Nesta edição mais do que especial, o escritor, diretor e roteirista mexicano Guillermo del Toro — a mente por trás do filme e um dos artistas mais inventivos dos últimos tempos — se une a Cornelia Funke, premiada escritora de contos de fadas modernos e autora da trilogia Mundo de Tinta, para narrar a jornada de uma menina pelo Reino dos Homens e pelo Reino Subterrâneo.
No ano de 1944, Ofélia e a mãe cruzam uma estrada de terra que corta uma floresta longínqua ao norte da Espanha, um lugar que guarda histórias já esquecidas pelos homens. O novo lar é um moinho de vento tomado pela escuridão e pela crueldade do capitão Vidal e seus soldados, dispostos a tudo para exterminar os rebeldes que se escondem na mata.

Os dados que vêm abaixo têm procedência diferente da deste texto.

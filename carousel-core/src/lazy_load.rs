//! Deferred media scheduling.
//!
//! Keeps a per-instance record of which tile positions have had their media
//! requested so a tile is never fetched twice.

use std::ops::Range;

use tracing::trace;

#[derive(Debug, Clone, Default)]
pub struct LazyLoadScheduler {
    requested: Vec<bool>,
}

impl LazyLoadScheduler {
    pub fn new(tile_count: usize) -> Self {
        Self {
            requested: vec![false; tile_count],
        }
    }

    pub fn is_requested(&self, index: usize) -> bool {
        self.requested.get(index).copied().unwrap_or(false)
    }

    pub fn requested_count(&self) -> usize {
        self.requested.iter().filter(|r| **r).count()
    }

    /// Mark tiles in `[start, stop)` as requested and return the positions
    /// that were not requested before, in order.
    ///
    /// The whole call is skipped when `start` is already requested, so
    /// callers must pass a window that begins at a pending tile (see
    /// [`LazyLoadScheduler::pending_window`]). `stop` is clamped to the
    /// sequence length.
    pub fn request_load(&mut self, start: usize, stop: usize) -> Vec<usize> {
        if self.is_requested(start) {
            trace!(start, stop, "lazy-load window already requested");
            return Vec::new();
        }

        let stop = stop.min(self.requested.len());
        let mut fresh = Vec::new();
        for index in start..stop {
            if self.requested[index] {
                continue;
            }
            self.requested[index] = true;
            fresh.push(index);
        }

        trace!(start, stop, loaded = fresh.len(), "lazy-load window requested");
        fresh
    }

    /// Narrow `window` so it begins at its first pending tile. Returns
    /// `None` when everything in the window has already been requested.
    pub fn pending_window(&self, window: Range<usize>) -> Option<Range<usize>> {
        let stop = window.end.min(self.requested.len());
        (window.start..stop)
            .find(|index| !self.requested[*index])
            .map(|start| start..stop)
    }
}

Mas o que eles não sabem é que a floresta que tanto odeiam também abriga criaturas mágicas e poderosas, habitantes de um reino subterrâneo repleto de encantos e horrores, súditos em busca de sua princesa há muito perdida. Uma princesa que, segundo os sussurros das árvores, finalmente retornou ao lar.
No livro, a narrativa de Ofélia é intercalada com ilustrações e contos de fadas inéditos, baseados em elementos-chave de O Labirinto do Fauno. A obra é uma impactante ode ao poder das histórias, seja em imagens ou palavras, e a sua capacidade de transformar a realidade a nossa volta.
Design
Tou tentando falar mal de algum livro da Intrínseca, mas até agora, só dei o “azar” de pegar livros maravilhosos. Como lidar?
Acho que você só vai ter noção da dimensão desse livro quando puder pegar um na mão para “ver” de verdade.
Vamos lá. Capa dura com fitilho e pintura trilateral. Padrão cromático todo baseado em tons frios e “vegetais”. A ilustração da capa tem diversas referências aos personagens que Ofélia vai encontrar ao longo de sua aventura.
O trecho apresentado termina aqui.